American judge (born 1968)

Cheryl Ann Krause (born 1968) is a United States circuit judge of the United States Court of Appeals for the Third Circuit.

==Biography==

===Early life and education===

Krause was born in St. Louis, Missouri, and grew up outside Philadelphia, Pennsylvania. She received her Bachelor of Arts summa cum laude, from the University of Pennsylvania in 1989 and her Juris Doctor with highest honors from Stanford Law School in 1993. After graduating from law school, Krause clerked for Judge Alex Kozinski of the United States Court of Appeals for the Ninth Circuit from 1993 to 1994, and then for Justice Anthony Kennedy of the Supreme Court of the United States from 1994 to 1995.

===Professional career===

From 1995 to 1996, Krause worked as a lecturer and visiting scholar at Stanford Law School, as well as a law clerk at Heller Ehrman in San Francisco, California. Krause was an associate at Davis Polk & Wardwell in New York City from 1996 to 1997, and then served as an Assistant United States Attorney in the Southern District of New York from 1997 to 2002. Krause returned to Philadelphia in 2003, where she joined Hangley Aronchick Segal & Pudlin as a shareholder. In 2006, she became a partner at Dechert, where she specialized in white-collar criminal defense and government investigations.
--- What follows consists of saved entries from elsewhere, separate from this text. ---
//! # Messaging Failures
//!
//! Structured error carrying for in-flight messages.
//!
//! ## Overview
//!
//! A [`MessagingError`] always carries the partially processed [`Event`] so
//! that exception handlers and failure responses can observe whatever state
//! the message reached before failing. Handlers implement
//! [`ExceptionHandler`]; a handler either translates the failure into a
//! result event or lets a (possibly new) error escape to the caller — never
//! both.

pub mod errors;

pub use errors::{MessagingError, MessagingResult};

use crate::event::Event;
use async_trait::async_trait;

/// Handles a messaging failure for one in-flight message.
///
/// Invoked exactly once per failed message. Returning `Ok(event)` resolves
/// the failure with a recovery event; returning `Err` propagates the error to
/// the caller.
#[async_trait]
pub trait ExceptionHandler: Send + Sync {
    async fn handle_exception(
        &self,
        error: MessagingError,
        event: Event,
    ) -> Result<Event, MessagingError>;
}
Since 2003, she has regularly taught courses at the University of Pennsylvania Law School, where she founded an appellate litigation externship program. She also founded the Philadelphia Project in 2011, a partnership between Dechert and The Public Interest Law Center of Philadelphia to improve the quality of education for children with disabilities. Since 2007, Krause has served as outside counsel for the City of Philadelphia's Board of Ethics and on the board of directors of the Committee of Seventy, a non-partisan civic organization focused on fair elections and government integrity.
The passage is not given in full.